# imprimante HP en wifi avec une livebox?...



## alexder666 (26 Mai 2009)

Bonjour je suis sous mac O.S X avec un mac book de 2007 en wifi avec une livebox mini toute neuve.
J'ai acheté ce week end une imprimante HP tout en un C6380.

Par USB tout marche niquel!

Mais je n'arrive pas à mettre l'imprimante en wifi avec la livebox et donc avec mon mac.

Tout d'abord l'imprimante ne voit pas ma LB. Même quand je la met en association.
Quand je rentre le nom de ma livebox et la clé wpadans l'imprimante, elle ne la trouve pas non plus. (par contre j'ai les livebox de tout l'immeuble XD)

J'ai lu des articles qui parlent d'adresse MAC, de SSID... mais je dois avouer que c'est du chinois pour moi!

Pourriez-vous m'aider? Je craque!!!!!!!!!!!!

Merci bcp 

AleXandra


----------



## hippo sulfite (26 Mai 2009)

Bonsoir, il y a quelque part un paramètre sur la LB pour la rendre visible ou pas. Il faut chercher, je n'ai pas de LiveBox sous la main.


----------



## Le docteur (26 Mai 2009)

Tu as essayé de la configurer d'abord en Ethernet (sil y a une prise Ethernet)...
En général il faut toujours passer par une configuration Ethenet.


----------



## alexder666 (26 Mai 2009)

nan j'ai pas fais par ethernet tu crois qu'il la reconnaitra après ça?
tu crois pas plutot que c'est ma livebox qui n'est pas configurer en routeur ou je sais pas trop quoi et qui se ferme comme une huitre quand mon imprimante se met en wifi et la cherche??.....


----------



## hippo sulfite (26 Mai 2009)

Pour une imprimante, ce n'est pas forcément utile puisque il ne sera pas possible de paramètrer la LB depuis l'imprimante. Et il me semble bien que c'est même déconseillé sous peine de remettre l'imprimante aux réglages usine ensuite. Du moins, c'est ainsi sur ma 7180.


----------



## alexder666 (26 Mai 2009)

que dois-je faire alors???


----------



## hippo sulfite (26 Mai 2009)

Chercher le paramètre "Masquer à la vue du réseau" sur la Live Box et t'assurer qu'il n'est pas coché.


----------



## alexder666 (26 Mai 2009)

bah y a rien de ça dans la configuration...
toi tu avais fait comment pour la tienne hyppo?


----------



## zebulon35 (26 Mai 2009)

est ce que le mac voit un nouveau réseau wifi chez toi, le réseau wifi de ton imprimante?

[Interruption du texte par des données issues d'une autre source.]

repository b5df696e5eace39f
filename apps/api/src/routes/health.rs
use axum::Json;
use serde_json::{json, Value};

/// GET /health
/// Returns a simple status object with service version.
pub async fn health_handler() -> Json<Value> {
    Json(json!({
        "status": "ok",
        "version": env!("CARGO_PKG_VERSION"),
        "service": "jobfit-api"
    }))
}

juste pour être sur que l'imprimante est correctement configurée...


----------



## hippo sulfite (26 Mai 2009)

Si si, je viens de la vérifier sur le site d'Orange.
Je ne dispose pas de la mini LB ici alors c'est pas simple. 

Voilà, c'est sur cette page dans la zone "Connexion de l'équipement".


----------



## hippo sulfite (26 Mai 2009)

zebulon35 a dit:


> est ce que le mac voit un nouveau réseau wifi chez toi, le réseau wifi de ton imprimante?
> 
> juste pour être sur que l'imprimante est correctement configurée...

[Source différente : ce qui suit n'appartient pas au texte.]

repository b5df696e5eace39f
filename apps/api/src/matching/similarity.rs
use crate::embedding::EmbeddingVector;

/// Cosine similarity in [-1.0, 1.0]. Zero vectors and mismatched lengths yield 0.0.
pub fn cosine_similarity(a: &[f32], b: &[f32]) -> f64 {
    if a.len() != b.len() {
        tracing::warn!(
            a_len = a.len(),
            b_len = b.len(),
            "embedding dimension mismatch; returning zero similarity"
        );
        return 0.0;
    }

    let dot: f64 = a
        .iter()
        .zip(b.iter())
        .map(|(x, y)| f64::from(*x) * f64::from(*y))
        .sum();
    let norm_a: f64 = a.iter().map(|x| f64::from(*x).powi(2)).sum::<f64>().sqrt();
    let norm_b: f64 = b.iter().map(|x| f64::from(*x).powi(2)).sum::<f64>().sqrt();

    if norm_a == 0.0 || norm_b == 0.0 {
        return 0.0;
    }

    dot / (norm_a * norm_b)
}

/// Match percentage between two embeddings: cosine × 100, clamped to [0, 100],
/// rounded to one decimal place.
pub fn match_score(a: &EmbeddingVector, b: &EmbeddingVector) -> f32 {
    let percent = (cosine_similarity(a.as_slice(), b.as_slice()) * 100.0).clamp(0.0, 100.0);
    ((percent * 10.0).round() / 10.0) as f32
}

Les imprimantes ont des routeurs wifi maintenant ?


----------



## zebulon35 (26 Mai 2009)

elle doit bien être capable de se signaler d'une façon ou d'une autre non?


----------



## hippo sulfite (26 Mai 2009)

zebulon35 a dit:


> elle doit bien être capable de se signaler d'une façon ou d'une autre non?



Certes, mais il faut qu'un routeur lui donne une adresse IP ou bien qu'elle soit configurée avec une adresse fixe du range du routeur.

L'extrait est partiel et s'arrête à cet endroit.